## [Record extracts]
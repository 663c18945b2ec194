use std::{convert::Infallible, fmt};

use iced::{
    Element, Length, Task,
    widget::{
        Column, button, canvas, canvas::Cache, column, container, pick_list, progress_bar, row,
        scrollable, text,
    },
};

use crate::{
    Dashboard,
    core::{Category, FilterField},
    gui::{
        AppState,
        screens::{Screen, ScreenMessage},
        widgets::{ChartCanvas, MapCanvas, card, layout, status_badge},
    },
    view::{COLUMNS, ChartSpec, Popup, TableRow},
};

/// One entry of a filter dropdown.
#[derive(Debug, Clone, PartialEq, Eq)]
pub enum Choice {
    All,
    Value(String),
}

impl Choice {
    fn as_selection(&self) -> Option<&str> {
        match self {
            Choice::All => None,
            Choice::Value(value) => Some(value),
        }
    }
}

impl fmt::Display for Choice {
    fn fmt(&self, f: &mut fmt::Formatter<'_>) -> fmt::Result {
        match self {
            Choice::All => f.write_str("All"),
            Choice::Value(value) => f.write_str(value),
        }
    }
}

#[derive(Default)]
struct ChartCaches {
    investment: Cache,
    projects: Cache,
    status: Cache,
}

#[derive(Default)]
pub struct DashboardPageScreen {
    /// Index into the current marker list.
    selected_marker: Option<usize>,
    charts: ChartCaches,
}

impl fmt::Debug for DashboardPageScreen {
    fn fmt(&self, f: &mut fmt::Formatter<'_>) -> fmt::Result {
        f.debug_struct("DashboardPageScreen")
            .field("selected_marker", &self.selected_marker)
            .finish()
    }
}

#[derive(Debug, Clone)]
pub enum DashboardPageMessage {
    FilterChanged(FilterField, Choice),
    Toggled(Category, String),
    MarkerSelected(Option<usize>),
}

impl DashboardPageScreen {
    pub fn new() -> Self {
        Self::default()
    }

    fn filter_control<'a>(
        &'a self,
        dashboard: &'a Dashboard,
        field: FilterField,
    ) -> Element<'a, ScreenMessage<Self>> {
        let options: Vec<Choice> = std::iter::once(Choice::All)
            .chain(dashboard.filter_options(field).into_iter().map(Choice::Value))
            .collect();
        let selected = dashboard
            .predicates()
            .get(field)
            .map(Choice::Value)
            .unwrap_or(Choice::All);
        column![
            text(field.label()).size(12),
            pick_list(options, Some(selected), move |choice| {
                ScreenMessage::ScreenMessage(DashboardPageMessage::FilterChanged(field, choice))
            })
            .width(Length::Fill),
        ]
        .spacing(4)
        .into()
    }

    fn toggle_group<'a>(
        &'a self,
        dashboard: &'a Dashboard,
        category: Category,
        title: &'a str,
    ) -> Element<'a, ScreenMessage<Self>> {
        let buttons = dashboard
            .toggles()
            .controls(category)
            .into_iter()
            .fold(Column::new().spacing(4), |col, (value, active)| {
                col.push(
                    button(text(value).size(12))
                        .width(Length::Fill)
                        .style(if active {
                            button::primary
                        } else {
                            button::secondary
                        })
                        .on_press(ScreenMessage::ScreenMessage(DashboardPageMessage::Toggled(
                            category,
                            value.to_string(),
                        ))),
                )
            });
        column![text(title).size(14), buttons].spacing(6).into()
    }

    fn sidebar<'a>(&'a self, dashboard: &'a Dashboard) -> Element<'a, ScreenMessage<Self>> {
        let filters = FilterField::ALL
            .into_iter()
            .fold(Column::new().spacing(8), |col, field| {
                col.push(self.filter_control(dashboard, field))
            });
        scrollable(
            column![
                text("Filters").size(18),
                filters,
                self.toggle_group(dashboard, Category::Type, "Project Types"),
                self.toggle_group(dashboard, Category::Status, "Project Status"),
            ]
            .spacing(16),
        )
        .into()
    }

    fn map_panel<'a>(&'a self, dashboard: &'a Dashboard) -> Element<'a, ScreenMessage<Self>> {
        let map = canvas(MapCanvas::new(
            dashboard.map_view(),
            dashboard.markers(),
            self.selected_marker,
            |hit: Option<usize>| {
                ScreenMessage::ScreenMessage(DashboardPageMessage::MarkerSelected(hit))
            },
        ))
        .width(Length::Fill)
        .height(Length::Fixed(360.0));

        let popup = self
            .selected_marker
            .and_then(|i| dashboard.markers().get(i))
            .map(|marker| popup_view(&marker.popup));

        let content = match popup {
            Some(popup) => row![
                container(map).width(Length::FillPortion(3)),
                container(popup).width(Length::FillPortion(1)),
            ]
            .spacing(12)
            .into(),
            None => Element::from(map),
        };
        card("Project Locations", content)
    }

    fn charts_panel<'a>(&'a self, dashboard: &'a Dashboard) -> Element<'a, ScreenMessage<Self>> {
        let charts = dashboard.charts();
        row![
            chart_card(&charts.investment, &self.charts.investment),
            chart_card(&charts.projects, &self.charts.projects),
            chart_card(&charts.status, &self.charts.status),
        ]
        .spacing(12)
        .into()
    }

    fn table_panel<'a>(&'a self, dashboard: &'a Dashboard) -> Element<'a, ScreenMessage<Self>> {
        let header = COLUMNS
            .into_iter()
            .fold(row![].spacing(8), |r, title| {
                r.push(text(title).size(12).width(Length::FillPortion(1)))
            });
        let rows = dashboard
            .rows()
            .iter()
            .fold(Column::new().spacing(6), |col, row| col.push(table_row(row)));
        card(
            "Projects",
            column![
                header,
                scrollable(rows).height(Length::Fixed(280.0)),
                text(format!(
                    "Showing {} of {} projects",
                    dashboard.rows().len(),
                    dashboard.store().all_projects().len()
                ))
                .size(12),
            ]
            .spacing(8),
        )
    }
}

fn chart_card<'a, Message: 'a>(spec: &'a ChartSpec, cache: &'a Cache) -> Element<'a, Message> {
    container(card(
        spec.title,
        canvas(ChartCanvas::new(spec, cache))
            .width(Length::Fill)
            .height(Length::Fixed(220.0)),
    ))
    .width(Length::FillPortion(1))
    .into()
}

fn table_row<'a, Message: 'a>(row: &'a TableRow) -> Element<'a, Message> {
    let cell = |content: &'a str| text(content).size(12).width(Length::FillPortion(1));
    row![
        cell(&row.name),
        cell(&row.country),
        cell(&row.region),
        cell(&row.project_type),
        container(status_badge(&row.status, &row.status_class)).width(Length::FillPortion(1)),
        cell(&row.cost),
        cell(&row.start_date),
        cell(&row.end_date),
        column![
            progress_bar(0.0..=1.0, row.progress_fraction()),
            text(format!("{}%", row.progress_percent)).size(11),
        ]
        .width(Length::FillPortion(1)),
    ]
    .spacing(8)
    .into()
}

fn popup_view<'a, Message: 'a>(popup: &'a Popup) -> Element<'a, Message> {
    let lines = popup
        .lines()
        .into_iter()
        .fold(Column::new().spacing(2), |col, (label, value)| {
            col.push(text(format!("{label}: {value}")).size(12))
        });
    column![
        text(&popup.title).size(15),
        lines,
        progress_bar(0.0..=1.0, popup.progress_fraction),
    ]
    .spacing(6)
    .into()
}

impl Screen for DashboardPageScreen {
    type Message = DashboardPageMessage;
    type ParentMessage = Infallible;

    fn view<'a>(&'a self, state: &'a AppState) -> Element<'a, ScreenMessage<Self>> {
        let Some(dashboard) = state.dashboard.as_ref() else {
            return container(column![]).into();
        };
        layout(
            self.sidebar(dashboard),
            scrollable(
                column![
                    text("Water Infrastructure Projects").size(24),
                    self.map_panel(dashboard),
                    self.charts_panel(dashboard),
                    self.table_panel(dashboard),
                ]
                .spacing(16),
            ),
        )
    }

    fn update(
        &mut self,
        message: Self::Message,
        state: &mut AppState,
    ) -> Task<ScreenMessage<Self>> {
        let Some(dashboard) = state.dashboard.as_mut() else {
            return Task::none();
        };
        match message {
            DashboardPageMessage::FilterChanged(field, choice) => {
                if let Err(e) = dashboard.set_filter(field, choice.as_selection()) {
                    tracing::warn!("Ignoring filter change: {e:#}");
                }
                self.selected_marker = None;
            }
            DashboardPageMessage::Toggled(category, value) => {
                dashboard.toggle(category, &value);
                self.selected_marker = None;
            }
            DashboardPageMessage::MarkerSelected(hit) => {
                self.selected_marker = hit;
            }
        }
        Task::none()
    }
}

## [What you need to do]
In the lines above, find the word "layout" and copy every line it occurs in.

## [Your response]
        widgets::{ChartCanvas, MapCanvas, card, layout, status_badge},
        layout(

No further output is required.